ACTION ITEM: Gather the lines from the material that contain "match".

EXERCISE DATA:
//! Authenticated, timeout-bound HTTP access to one upstream service.
//!
//! [`ServiceClient`] is the only place that talks to the network. It
//! appends paths to the configured base URL, injects the service's
//! credential, aborts the call once its timeout elapses and maps every
//! failure into the upstream error taxonomy:
//!
//! | Outcome                      | Error                               |
//! |------------------------------|-------------------------------------|
//! | connect/IO failure, timeout  | [`AssistarrError::Unreachable`]     |
//! | non-2xx status               | [`AssistarrError::Upstream`]        |
//! | body does not match `T`      | [`AssistarrError::Validation`]      |
//!
//! Unknown extra fields in a response are always tolerated. Deserializing
//! into `serde_json::Value` passes the payload through unchanged. The
//! client never retries.

use std::time::{Duration, Instant};

use reqwest::header::HeaderMap;
use reqwest::{Client, RequestBuilder, StatusCode};
use serde::Serialize;
use serde::de::DeserializeOwned;
use tracing::debug;

use crate::telemetry;
use crate::types::{AuthScheme, ServiceConfig, ServiceName, normalize_base_url};
use crate::{AssistarrError, Result};

/// Timeout for health probes.
pub const HEALTH_TIMEOUT: Duration = Duration::from_secs(5);

/// Timeout for data calls.
pub const DEFAULT_TIMEOUT: Duration = Duration::from_secs(30);

/// Per-call timeouts for upstream requests.
#[derive(Debug, Clone, Copy, PartialEq, Eq)]
pub struct UpstreamTimeouts {
    /// Data calls (libraries, queues, discovery). Default: 30s.
    pub data: Duration,
    /// Health probes. Default: 5s.
    pub health: Duration,
}

impl Default for UpstreamTimeouts {
    fn default() -> Self {
        Self {
            data: DEFAULT_TIMEOUT,
            health: HEALTH_TIMEOUT,
        }
    }
}

#[derive(Clone)]
enum Credential {
    Header { name: &'static str, value: String },
    Cookie(String),
    None,
}

/// A fully read HTTP reply.
pub(crate) struct Reply {
    pub status: StatusCode,
    pub headers: HeaderMap,
    pub body: Vec<u8>,
}

/// HTTP access to one service with one user's credential.
#[derive(Clone)]
pub struct ServiceClient {
    service: ServiceName,
    base_url: String,
    credential: Credential,
    http: Client,
    timeout: Duration,
    timeouts: UpstreamTimeouts,
}

impl ServiceClient {
    /// Create a client for `service` at `base_url`.
    ///
    /// For header-authenticated services `api_key` is sent on every call.
    /// Session-cookie services start without a credential; see
    /// [`with_session_cookie`](Self::with_session_cookie).
    pub fn new(
        service: ServiceName,
        http: Client,
        base_url: impl AsRef<str>,
        api_key: impl Into<String>,
    ) -> Self {
        let api_key = api_key.into();
        let credential = match service.auth() {
            AuthScheme::Header(_) if api_key.is_empty() => Credential::None,
            AuthScheme::Header(name) => Credential::Header {
                name,
                value: api_key,
            },
            AuthScheme::SessionCookie => Credential::None,
        };
        Self {
            service,
            base_url: normalize_base_url(base_url.as_ref()),
            credential,
            http,
            timeout: DEFAULT_TIMEOUT,
            timeouts: UpstreamTimeouts::default(),
        }
    }

    /// Create a client from a stored config.
    pub fn from_config(http: Client, config: &ServiceConfig) -> Self {
        Self::new(config.service_name, http, &config.base_url, config.api_key.clone())
    }

    /// Same client using `timeouts`; data calls get `timeouts.data`.
    pub fn with_timeouts(self, timeouts: UpstreamTimeouts) -> Self {
        Self {
            timeout: timeouts.data,
            timeouts,
            ..self
        }
    }

    /// Same client bounded by the health-probe timeout.
    pub fn for_health(&self) -> Self {
        Self {
            timeout: self.timeouts.health,
            ..self.clone()
        }
    }

    /// Same client sending `cookie` (e.g. `SID=abc`) instead of an API key.
    pub fn with_session_cookie(&self, cookie: impl Into<String>) -> Self {
        Self {
            credential: Credential::Cookie(cookie.into()),
            ..self.clone()
        }
    }

    pub fn service(&self) -> ServiceName {
        self.service
    }

    pub fn base_url(&self) -> &str {
        &self.base_url
    }

    pub fn timeout(&self) -> Duration {
        self.timeout
    }

    fn url(&self, path: &str) -> String {
        format!("{}{}", self.base_url, path)
    }

    /// GET `path` with query `params` and decode the JSON body into `T`.
    pub async fn get<T: DeserializeOwned>(&self, path: &str, params: &[(&str, String)]) -> Result<T> {
        let request = self.http.get(self.url(path)).query(params);
        let reply = self.execute(request).await?;
        self.decode(&reply.body)
    }

    /// GET `path` and return the body as text.
    pub async fn get_text(&self, path: &str) -> Result<String> {
        let reply = self.execute(self.http.get(self.url(path))).await?;
        Ok(String::from_utf8_lossy(&reply.body).into_owned())
    }

    /// POST `body` as JSON to `path` and decode the JSON reply into `T`.
    pub async fn post<B, T>(&self, path: &str, body: &B) -> Result<T>
    where
        B: Serialize + ?Sized,
        T: DeserializeOwned,
    {
        let request = self.http.post(self.url(path)).json(body);
        let reply = self.execute(request).await?;
        self.decode(&reply.body)
    }

    /// POST a url-encoded form and return the raw reply.
    pub(crate) async fn post_form(&self, path: &str, form: &[(&str, &str)]) -> Result<Reply> {
        let request = self
            .http
            .post(self.url(path))
            .header(reqwest::header::REFERER, self.base_url.as_str())
            .form(form);
        self.execute(request).await
    }

    fn authorize(&self, request: RequestBuilder) -> RequestBuilder {
        match &self.credential {
            Credential::Header { name, value } => request.header(*name, value),
            Credential::Cookie(cookie) => request.header(reqwest::header::COOKIE, cookie),
            Credential::None => request,
        }
    }

    /// Send, read the whole body within the timeout and check the status.
    async fn execute(&self, request: RequestBuilder) -> Result<Reply> {
        let request = self.authorize(request);
        let start = Instant::now();

        let outcome = tokio::time::timeout(self.timeout, async {
            let response = request.send().await?;
            let status = response.status();
            let headers = response.headers().clone();
            let body = response.bytes().await?.to_vec();
            Ok::<_, reqwest::Error>(Reply {
                status,
                headers,
                body,
            })
        })
        .await;

        metrics::histogram!(telemetry::UPSTREAM_REQUEST_DURATION_SECONDS,
            "service" => self.service.as_str(),
        )
        .record(start.elapsed().as_secs_f64());

        let (result, status) = match outcome {
            Err(_) => (
                Err(AssistarrError::Unreachable {
                    service: self.service,
                    message: format!("timed out after {}s", self.timeout.as_secs_f64()),
                }),
                "timeout",
            ),
            Ok(Err(e)) => (
                Err(AssistarrError::Unreachable {
                    service: self.service,
                    message: e.without_url().to_string(),
                }),
                "error",
            ),
            Ok(Ok(reply)) if !reply.status.is_success() => (
                Err(AssistarrError::Upstream {
                    service: self.service,
                    status: reply.status.as_u16(),
                    message: upstream_message(reply.status, &reply.body),
                }),
                "error",
            ),
            Ok(Ok(reply)) => (Ok(reply), "ok"),
        };

        metrics::counter!(telemetry::UPSTREAM_REQUESTS_TOTAL,
            "service" => self.service.as_str(),
            "status" => status,
        )
        .increment(1);
        if let Err(e) = &result {
            debug!(service = %self.service, error = %e, "upstream call failed");
        }
        result
    }

    fn decode<T: DeserializeOwned>(&self, body: &[u8]) -> Result<T> {
        serde_json::from_slice(body).map_err(|e| AssistarrError::Validation {
            service: self.service,
            message: e.to_string(),
        })
    }
}

/// Prefer the service's own `message`/`error` field, else the reason phrase.
fn upstream_message(status: StatusCode, body: &[u8]) -> String {
    serde_json::from_slice::<serde_json::Value>(body)
        .ok()
        .and_then(|v| {
            ["message", "error"]
                .iter()
                .find_map(|k| v.get(*k).and_then(|m| m.as_str()).map(str::to_owned))
        })
        .unwrap_or_else(|| status.canonical_reason().unwrap_or("error").to_string())
}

RESPONSE TO THIS TASK:
//! | body does not match `T`      | [`AssistarrError::Validation`]      |
        let credential = match service.auth() {
        match &self.credential {
        let (result, status) = match outcome {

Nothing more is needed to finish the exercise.